Modern LLM Development Workflows: A Comprehensive Guide
Comparing how frontier models are built and how breakthrough student models like DeepSeek are built based on frontier models
This guide explores the key steps and techniques in developing state-of-the-art Language Learning Models (LLMs), drawing from recent advances in the field. The guide is divided into two sections. First section explores how frontier models are built. Second section elaborates how student models are built based on frontier models.
The article also covers recent innovations in training the DeepSeek model which has delivered breakthrough performance (top 3 rankings on LLM leaderboards) at a fraction of training cost of leading frontier models.
Listen to AI moderated podcast based on this article
Frontier Model Development
Large Language Models (LLMs) have revolutionized AI, but their development follows a complex workflow. Let's explore each stage of this process, from data collection to deployment.
Data Collection
The foundation of any LLM begins with massive text datasets.
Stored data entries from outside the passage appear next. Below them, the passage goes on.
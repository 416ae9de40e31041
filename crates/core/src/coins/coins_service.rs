use log::{debug, info, warn};
use std::sync::Arc;

use coinkit_market_data::normalize::{global_market_points, tvl_points};
use coinkit_market_data::{
    ChartPoint, CoinAnalytics, CoinDataProvider, GlobalMarketPoint, MarketInfoQuery,
    TickerProvider, TimePeriod,
};

use super::catalog_joiner::{CatalogFailurePolicy, CatalogJoiner, JoinOutcome};
use super::coin_type::CoinType;
use super::coins_model::{
    Coin, CoinCategory, CoinPrice, DefiMarketInfo, FullCoin, MarketInfo, MarketInfoOverview,
    MarketTicker, PlatformCoin,
};
use super::coins_traits::{
    CoinCategoryRepositoryTrait, CoinRepositoryTrait, CoinServiceTrait, ExchangeRepositoryTrait,
};
use super::view_assembler::{assemble_overview, assemble_tickers};
use crate::errors::{Result, ValidationError};
use crate::events::CatalogChangeNotifier;

fn validate_query(query: &MarketInfoQuery) -> Result<()> {
    if query.currency().trim().is_empty() {
        return Err(ValidationError::MissingField("currency".to_string()).into());
    }
    if let MarketInfoQuery::Category { uid, .. } = query {
        if uid.trim().is_empty() {
            return Err(ValidationError::MissingField("category uid".to_string()).into());
        }
    }
    Ok(())
}

/// Tunables for [`CoinService`].
#[derive(Debug, Clone, Copy, Default, PartialEq, Eq)]
pub struct CoinServiceConfig {
    pub catalog_failure_policy: CatalogFailurePolicy,
}

/// Service combining the coin catalog with live provider data.
pub struct CoinService {
    coin_repository: Arc<dyn CoinRepositoryTrait>,
    category_repository: Arc<dyn CoinCategoryRepositoryTrait>,
    exchange_repository: Arc<dyn ExchangeRepositoryTrait>,
    provider: Arc<dyn CoinDataProvider>,
    ticker_provider: Arc<dyn TickerProvider>,
    notifier: CatalogChangeNotifier,
    joiner: CatalogJoiner,
    config: CoinServiceConfig,
}

impl CoinService {
    pub fn new(
        coin_repository: Arc<dyn CoinRepositoryTrait>,
        category_repository: Arc<dyn CoinCategoryRepositoryTrait>,
        exchange_repository: Arc<dyn ExchangeRepositoryTrait>,
        provider: Arc<dyn CoinDataProvider>,
        ticker_provider: Arc<dyn TickerProvider>,
        notifier: CatalogChangeNotifier,
    ) -> Self {
        Self::with_config(
            coin_repository,
            category_repository,
            exchange_repository,
            provider,
            ticker_provider,
            notifier,
            CoinServiceConfig::default(),
        )
    }

    pub fn with_config(
        coin_repository: Arc<dyn CoinRepositoryTrait>,
        category_repository: Arc<dyn CoinCategoryRepositoryTrait>,
        exchange_repository: Arc<dyn ExchangeRepositoryTrait>,
        provider: Arc<dyn CoinDataProvider>,
        ticker_provider: Arc<dyn TickerProvider>,
        notifier: CatalogChangeNotifier,
        config: CoinServiceConfig,
    ) -> Self {
        Self {
            joiner: CatalogJoiner::new(coin_repository.clone()),
            coin_repository,
            category_repository,
            exchange_repository,
            provider,
            ticker_provider,
            notifier,
            config,
        }
    }

    pub fn notifier(&self) -> &CatalogChangeNotifier {
        &self.notifier
    }

    /// Catalog lookup for the ticker path, subject to the failure policy.
    fn coin_for_tickers(&self, coin_uid: &str) -> Result<Option<Coin>> {
        match self.coin_repository.coin(coin_uid) {
            Ok(coin) => Ok(coin),
            Err(err) => match self.config.catalog_failure_policy {
                CatalogFailurePolicy::Propagate => Err(err),
                CatalogFailurePolicy::Degrade => {
                    warn!("Catalog lookup for '{}' failed, no tickers: {}", coin_uid, err);
                    Ok(None)
                }
            },
        }
    }
}

#[async_trait::async_trait]
impl CoinServiceTrait for CoinService {
    fn full_coins(&self, filter: &str, limit: usize) -> Result<Vec<FullCoin>> {
        self.coin_repository.search_full_coins(filter, limit)
    }

    fn full_coins_by_uids(&self, coin_uids: &[String]) -> Result<Vec<FullCoin>> {
        self.coin_repository.full_coins(coin_uids)
    }

    fn coins(&self, filter: &str, limit: usize) -> Result<Vec<Coin>> {
        self.coin_repository.search_coins(filter, limit)
    }

    fn full_coins_by_coin_types(&self, coin_types: &[CoinType]) -> Result<Vec<FullCoin>> {
        if coin_types.is_empty() {
            return Ok(Vec::new());
        }
        let mut coin_uids: Vec<String> = self
            .coin_repository
            .platform_coins(coin_types)?
            .into_iter()
            .map(|platform_coin| platform_coin.coin.uid)
            .collect();
        coin_uids.sort();
        coin_uids.dedup();
        if coin_uids.is_empty() {
            return Ok(Vec::new());
        }
        self.coin_repository.full_coins(&coin_uids)
    }

    fn platform_coin(&self, coin_type: &CoinType) -> Result<Option<PlatformCoin>> {
        Ok(self
            .coin_repository
            .platform_coins(std::slice::from_ref(coin_type))?
            .into_iter()
            .next())
    }

    fn platform_coins(&self, coin_types: &[CoinType]) -> Result<Vec<PlatformCoin>> {
        if coin_types.is_empty() {
            return Ok(Vec::new());
        }
        self.coin_repository.platform_coins(coin_types)
    }

    fn search_platform_coins(
        &self,
        platform_type: &str,
        filter: &str,
        limit: usize,
    ) -> Result<Vec<PlatformCoin>> {
        self.coin_repository
            .search_platform_coins(platform_type, filter, limit)
    }

    fn platform_coins_by_coin_type_ids(
        &self,
        coin_type_ids: &[String],
    ) -> Result<Vec<PlatformCoin>> {
        let coin_types: Vec<CoinType> = coin_type_ids
            .iter()
            .filter_map(|id| {
                let coin_type = CoinType::from_id(id);
                if coin_type.is_none() {
                    debug!("Skipping malformed coin type id '{}'", id);
                }
                coin_type
            })
            .collect();
        self.platform_coins(&coin_types)
    }

    async fn coin_categories(&self) -> Result<Vec<CoinCategory>> {
        let responses = self.provider.coin_categories().await?;
        let mut categories: Vec<CoinCategory> =
            responses.into_iter().map(CoinCategory::from).collect();
        categories.sort_by_key(|category| category.order);
        debug!(
            "Fetched {} categories from {}",
            categories.len(),
            self.provider.id()
        );
        Ok(categories)
    }

    async fn market_infos(&self, query: MarketInfoQuery) -> Result<Vec<MarketInfo>> {
        self.market_infos_outcome(query)
            .await?
            .resolve(self.config.catalog_failure_policy)
    }

    async fn market_infos_outcome(
        &self,
        query: MarketInfoQuery,
    ) -> Result<JoinOutcome<MarketInfo>> {
        validate_query(&query)?;
        if let MarketInfoQuery::Coins { uids, .. } = &query {
            if uids.is_empty() {
                return Ok(JoinOutcome::Joined(Vec::new()));
            }
        }

        let raw_records = self.provider.market_infos(&query).await?;
        debug!(
            "Fetched {} market records from {}",
            raw_records.len(),
            self.provider.id()
        );
        Ok(self.joiner.join(raw_records))
    }

    async fn market_info_overview(
        &self,
        coin_uid: &str,
        currency: &str,
        language: &str,
    ) -> Result<MarketInfoOverview> {
        let raw = self
            .provider
            .market_info_overview(coin_uid, currency, language)
            .await?;
        Ok(assemble_overview(raw, self.category_repository.as_ref()))
    }

    async fn market_tickers(&self, coin_uid: &str) -> Result<Vec<MarketTicker>> {
        let external_id = match self
            .coin_for_tickers(coin_uid)?
            .and_then(|coin| coin.coingecko_id)
        {
            Some(id) => id,
            None => {
                debug!("No ticker provider id for '{}'", coin_uid);
                return Ok(Vec::new());
            }
        };

        let response = self.ticker_provider.market_tickers(&external_id).await?;

        let exchange_ids = response.exchange_ids();
        let image_urls = match self.exchange_repository.image_urls(&exchange_ids) {
            Ok(urls) => urls,
            Err(err) => {
                warn!("Exchange image lookup failed: {}", err);
                Default::default()
            }
        };

        Ok(assemble_tickers(response, &image_urls))
    }

    async fn defi_market_infos(&self, currency: &str) -> Result<Vec<DefiMarketInfo>> {
        let raw_records = self.provider.defi_market_infos(currency).await?;
        self.joiner
            .join_defi(raw_records)
            .resolve(self.config.catalog_failure_policy)
    }

    async fn coin_prices(&self, coin_uids: &[String], currency: &str) -> Result<Vec<CoinPrice>> {
        if coin_uids.is_empty() {
            return Ok(Vec::new());
        }
        let responses = self.provider.coin_prices(coin_uids, currency).await?;
        Ok(responses
            .into_iter()
            .filter_map(|response| CoinPrice::from_response(response, currency))
            .collect())
    }

    async fn global_market_points(
        &self,
        currency: &str,
        period: TimePeriod,
    ) -> Result<Vec<GlobalMarketPoint>> {
        let raw_points = self.provider.global_market_points(currency, period).await?;
        Ok(global_market_points(&raw_points))
    }

    async fn market_info_tvl(
        &self,
        coin_uid: &str,
        currency: &str,
        period: TimePeriod,
    ) -> Result<Vec<ChartPoint>> {
        let raw_points = self
            .provider
            .market_info_tvl(coin_uid, currency, period)
            .await?;
        Ok(tvl_points(&raw_points))
    }

    async fn analytics(&self, coin_uid: &str, currency: &str) -> Result<CoinAnalytics> {
        let raw = self.provider.analytics(coin_uid, currency).await?;
        Ok(CoinAnalytics::from(raw))
    }

    async fn dex_volume_points(
        &self,
        coin_uid: &str,
        currency: &str,
        period: TimePeriod,
    ) -> Result<Vec<ChartPoint>> {
        let response = self.provider.dex_volumes(coin_uid, currency, period).await?;
        Ok(response.volume_points())
    }

    async fn dex_liquidity_points(
        &self,
        coin_uid: &str,
        currency: &str,
        period: TimePeriod,
    ) -> Result<Vec<ChartPoint>> {
        let response = self
            .provider
            .dex_liquidities(coin_uid, currency, period)
            .await?;
        Ok(response.volume_points())
    }

    async fn transaction_points(
        &self,
        coin_uid: &str,
        period: TimePeriod,
    ) -> Result<Vec<ChartPoint>> {
        let response = self.provider.transactions(coin_uid, period).await?;
        Ok(response.count_points())
    }

    async fn active_address_points(
        &self,
        coin_uid: &str,
        period: TimePeriod,
    ) -> Result<Vec<ChartPoint>> {
        let response = self.provider.active_addresses(coin_uid, period).await?;
        Ok(response.count_points())
    }

    async fn handle_fetched(&self, full_coins: Vec<FullCoin>) -> Result<()> {
        let saved = self.coin_repository.save_full_coins(full_coins).await?;
        info!("Saved {} coins to catalog", saved);
        self.notifier.notify_refreshed();
        Ok(())
    }

    async fn sync_full_coins(&self) -> Result<usize> {
        let responses = self.provider.full_coins().await?;
        let full_coins: Vec<FullCoin> = responses.into_iter().map(FullCoin::from).collect();
        let count = full_coins.len();
        self.handle_fetched(full_coins).await?;
        Ok(count)
    }
}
Leading models like LLaMA, GPT-3, and Claude rely on web crawling techniques using tools like CommonCrawl and C4. This process involves extensive quality filtering and deduplication to ensure data integrity. According to the LLaMA Paper, careful data curation significantly impacts model performance.
Data Preprocessing
Text data must be converted into a format that models can process. This involves tokenization, typically using either byte-pair encoding (BPE) or SentencePiece. LLaMA, for instance, employs BPE with a 32,000-token vocabulary, as detailed in their technical documentation.
Pre-training Phase
Architecture
Modern LLMs primarily use decoder-only transformer architectures. LLaMA, GPT-3, and PaLM incorporate specific enhancements like rotary positional embeddings (RoPE) and pre-normalization to improve performance.
Distributed Training
Training these massive models requires sophisticated distributed computing approaches. Meta's FSDP (Fully Sharded Data Parallel) system, detailed in their engineering blog, enables efficient training across multiple GPUs/TPUs.
Fine-tuning Approaches
RLHF
Reinforcement Learning from Human Feedback (RLHF) has become crucial for aligning models with human preferences. Models like Claude, GPT-4, and Gemini use RLHF to improve their outputs' quality and safety. This involves creating reward models and implementing Proximal Policy Optimization (PPO).
Constitutional AI
Anthropic pioneered Constitutional AI, a specialized approach to embedding behavioral constraints during training. This technique, detailed in their research paper, is fundamental to Claude's development.
Model Optimization
Compression Techniques
LoRA (Low-Rank Adaptation), described in the original paper, enables efficient fine-tuning by updating rank decomposition matrices instead of full model weights. This has been particularly successful with LLaMA adaptations.
Deployment Strategies
Quantization
Model quantization reduces precision (e.g., from 16-bit to 4/8-bit) while maintaining performance. This technique is crucial for deploying large models like LLaMA and Claude efficiently.
Model Sharding
Distributing model weights across multiple devices is essential for serving large models. GPT-3, Claude, and Gemini use sophisticated sharding techniques, with tools like Microsoft DeepSpeed leading the way.
Inference Optimization
Speculative decoding, detailed in this research paper, allows for parallel token generation to speed up inference. While not officially confirmed, it's believed that GPT-4 employs this technique.
Important Notes
Many implementation details for commercial models remain proprietary
These techniques often overlap and may be used concurrently
The field evolves rapidly, with new optimizations emerging regularly
Not all techniques used by commercial models are publicly documented
This workflow represents the current state-of-the-art in LLM development, though the landscape continues to evolve with new research and innovations.
Student Model Development
Base Model Selection
The foundation of any LLM development starts with selecting an appropriate base model. Leading organizations like DeepSeek, Yi, and Nemotron typically choose larger foundation models as teachers, such as LLaMA. The teacher model is usually 2-3 times larger than the target student model, as detailed in the DeepSeek Technical Report.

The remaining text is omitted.